For part (b) we follow the same approach, but this is more complicated. In fact, in this case, we must recognize that

i) A pair can be formed in ₁₃C₁ ways. Once the card that forms the pair has been selected, we must choose 2 of the 4 cards with that particular number of them, i.e. ₄C₂.

ii) Then we have to choose other 3 cards from the other denominations, i.e. ₁₂C₃ and then for each of these cards we have ₄C₁ ways to select a card with that number of it.

Hence the probability of one pair is

(₁₃C₁ x ₄C₂ x ₁₂C₃ x ₄C₁ x ₄C₁ x ₄C₁)/ ₅₂C₅ = 0.4226 or 42.26%

For (c ) we have ₁₃C₂ ways to select what denominations will be used to form the 2 pairs, and once the two denominations are chosen, for each, we have ₄C₂ ways to select the two cards. The remaining card can be chosen from the remaining 11 denominations, i.e. ₁₁C₁ and then we have ₄C₁ ways to select the card from any of those denominations.

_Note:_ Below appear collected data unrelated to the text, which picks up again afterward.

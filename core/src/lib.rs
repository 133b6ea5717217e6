// III-IV
// Copyright 2023 Julio Merino
//
// Licensed under the Apache License, Version 2.0 (the "License"); you may not
// use this file except in compliance with the License.  You may obtain a copy
// of the License at:
//
//     http://www.apache.org/licenses/LICENSE-2.0
//
// Unless required by applicable law or agreed to in writing, software
// distributed under the License is distributed on an "AS IS" BASIS, WITHOUT
// WARRANTIES OR CONDITIONS OF ANY KIND, either express or implied.  See the
// License for the specific language governing permissions and limitations
// under the License.

//! Rudimentary framework to build the books web service.
//!
//! The service built on top of this crate adheres to the following layered architecture, and it
//! should structure its code to have these modules as well:
//!
//! 1.  `model`: This is the base layer, providing high-level data types that represent concepts in
//!     the domain of the application.  There should be no logic in here other than validation of
//!     untrusted input.  Extensive use of the newtype pattern is strongly encouraged.
//!
//! 1.  `db`: This is the persistence layer.  Services provide free functions that take an
//!     `Executor` and issue the queries needed by the domain.
//!
//! 1.  `driver`: This is the business logic layer.  Services provide their own `Driver` type to
//!     encapsulate all of the in-memory state required by the app and to coordinate access to the
//!     database.
//!
//! 1.  `rest`: This is the HTTP layer, offering the REST APIs.  Services should provide their own
//!     `axum::Router` implementation and back every API with a data object of type `Driver`.
//!
//! 1.  `main`: This is the app launcher.  Its sole purpose is to gather configuration data from
//!     environment variables and call the `crate::serve` function to start the application.
//!
//! There are result and error types in every layer, such as `DbResult` and `DbError`.  Errors can
//! transparently float to the top of the app using the `?` operator, being translated to HTTP
//! status codes once returned from the REST layer.

// Keep these in sync with other top-level files.
#![warn(anonymous_parameters, bad_style, clippy::missing_docs_in_private_items, missing_docs)]
#![warn(unused, unused_extern_crates, unused_import_braces, unused_qualifications)]
#![warn(unsafe_code)]

pub mod db;
pub mod driver;
pub mod env;
pub mod model;
pub mod rest;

Poker Hand Probability Problems Worksheets

Thus the probability of exactly two pairs is

(₁₃C₂ x ₄C₂ x ₄C₂ x ₁₁C₁ x ₄C₁) / ₅₂C₅ = 0.0475 or 4.75%

We should now be sufficiently familiar with the arguments to use for part (d) and I will not provide all the details, but just the answer, i.e.:

(₁₃C₁ x ₄C₃ x ₁₂C₂ x ₄C₁ x ₄C₁) / ₅₂C₅ = 0.0213 or 2.13%

To find the probability of four of a kind, we have to select one denomination to use and then complete it with another card chosen among those the remaining 48 cards, i.e.

(₁₃C₁ x ₄C₄ x ₄₈C₁)/ ₅₂C₅ = 0.00024 or 0.024%